Another 2010 study by the German Renewable Energies Agency turned conventional baseload logic on its head, finding that due to their relatively inflexible ability to adjust to changing demand, “nuclear power plants are incompatible with renewable energies.” To meet forecasted wind production in Germany, conventional baseload operation would be cut in half by 2020, assuming renewable generation continues to enjoy priority dispatch. As renewables gradually replace conventional baseload capacity, only more flexible gas generators that can operate at under 50 percent of their capacity will still have a role to play.
The European example
Europe serves as another model of why good grid planning and management are key to integrating renewables into the grid. If baseload proponents were correct, then we would expect the countries with the highest levels of renewable penetration to have the most trouble in managing their grids, but the reality is quite the opposite.
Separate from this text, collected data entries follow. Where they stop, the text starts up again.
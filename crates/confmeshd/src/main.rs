//! confmeshd — the confmesh daemon.
//!
//! Single binary that assembles the server-side subsystems:
//! - State store (redb)
//! - Release-message cache + backfill scanner
//! - Branch manager (gray-release lifecycle)
//!
//! # Usage
//!
//! ```text
//! confmeshd serve --data-dir /var/lib/confmesh --scan-interval 1
//! ```

use std::path::PathBuf;
use std::sync::Arc;
use std::time::Duration;

use clap::{Parser, Subcommand};
use tokio::sync::watch;
use tracing::info;

use confmesh_release::ReleaseMessageCache;

#[derive(Parser)]
#[command(name = "confmeshd", about = "confmesh daemon")]
struct Cli {
    #[command(subcommand)]
    command: Command,
}

#[derive(Subcommand)]
enum Command {
    /// Run the config service (single-node, all subsystems in one process).
    Serve {
        /// Data directory for persistent state.
        #[arg(long, default_value = "/var/lib/confmesh")]
        data_dir: PathBuf,

        /// Release-message scan interval in seconds.
        #[arg(long, default_value = "1")]
        scan_interval: u64,
    },
}

#[tokio::main]
async fn main() -> anyhow::Result<()> {
    // Initialize tracing.
    tracing_subscriber::fmt()
        .with_env_filter(
            tracing_subscriber::EnvFilter::try_from_default_env()
                .unwrap_or_else(|_| "info,confmeshd=debug,confmesh=debug".parse().unwrap()),
        )
        .init();

    let cli = Cli::parse();

    match cli.command {
        Command::Serve {
            data_dir,
            scan_interval,
        } => run_serve(data_dir, scan_interval).await,
    }
}

async fn run_serve(data_dir: PathBuf, scan_interval: u64) -> anyhow::Result<()> {
    info!("confmesh daemon starting");

    // Ensure data directory exists.
    std::fs::create_dir_all(&data_dir)?;
    let db_path = data_dir.join("confmesh.redb");

    // ── Initialize subsystems ──────────────────────────────────

    // State store.
    let state = confmesh_state::StateStore::open(&db_path)?;
    info!(path = ?db_path, "state store opened");

    // Release-message cache. The warm-up is the one intentional
    // blocking load: the cache must hold every existing message before
    // anything is allowed to answer from it.
    let cache = Arc::new(ReleaseMessageCache::new(Arc::new(state.clone())));
    cache.warm_up()?;
    info!(watermark = cache.watermark(), "release message cache ready");

    // Branch manager.
    let _branches = confmesh_branch::BranchManager::new(state.clone());
    info!("branch manager initialized");

    // ── Shutdown signal ────────────────────────────────────────

    let (shutdown_tx, shutdown_rx) = watch::channel(false);

    // ── Start background tasks ─────────────────────────────────

    // Gap-healing scanner; retires itself once push delivery is live.
    let scanner_handle = cache
        .clone()
        .spawn_scanner(Duration::from_secs(scan_interval), shutdown_rx);
    info!(interval = scan_interval, "release message scanner started");

    // Graceful shutdown on Ctrl-C.
    tokio::signal::ctrl_c().await?;
    info!("shutdown signal received");
    let _ = shutdown_tx.send(true);

    // Wait for background tasks.
    let _ = scanner_handle.await;

    info!("confmesh daemon stopped");
    Ok(())
}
A comprehensive new report on renewables integration by European consultancy eclareon GmbH surveyed the policies and grid functions of the 27 member states of the European Union, and found that “large quantities [of renewable generation] can be effectively managed on the grid.” Countries that planned for adequate grid capacity generally didn’t have a problem with accommodating renewables, and unsurprisingly, those are the same countries that have pushed for more renewable generation.
Solar and wind generation as a percentage of electricity consumption in 27 European Union countries in 2010 (first bar) and 2020 (second bar). Grid integration designated by color: green = positive, yellow = neutral, red = negative. Source: RES Integration Final Report, eclareon GmbH.
Countries where the share of renewable power is greatest—Germany, Denmark, Spain, Ireland, and Portugal—offer “positive conditions for grid operations,” although some barriers to integration were identified, including the potential for curtailment in Germany, challenges to priority dispatching in Ireland, and strict distribution parameters in Portugal. Identified barriers for grid development in those countries revolve around public policy issues, permitting, regulatory regimes, cost distribution, and the obligation (or lack thereof) of grid operators to beef up their grids to accommodate more renewable power.
Ripe for innovation
The real issues around the integration of renewables into the grid have to do with human arrangements, not technology. As the MIT report concluded, “There is a clear need for a statement on national goals for the electricity sector to streamline the US regulatory structure, which currently is complex and fragmented.” We need smart policy, and an intelligent approach to planning the grid of the future that is not simply beholden to the vested interests of the status quo.
This will run directly at odds with the free-market ideologies that have brought us this far. As the EU project THINK observed, “the main shortcomings of the conventional regulatory framework are that grid companies have disincentives to innovate.” A firm regulatory hand, like that in the most renewably-powered countries of Europe, will be necessary to integrate more power from solar and wind onto the grid.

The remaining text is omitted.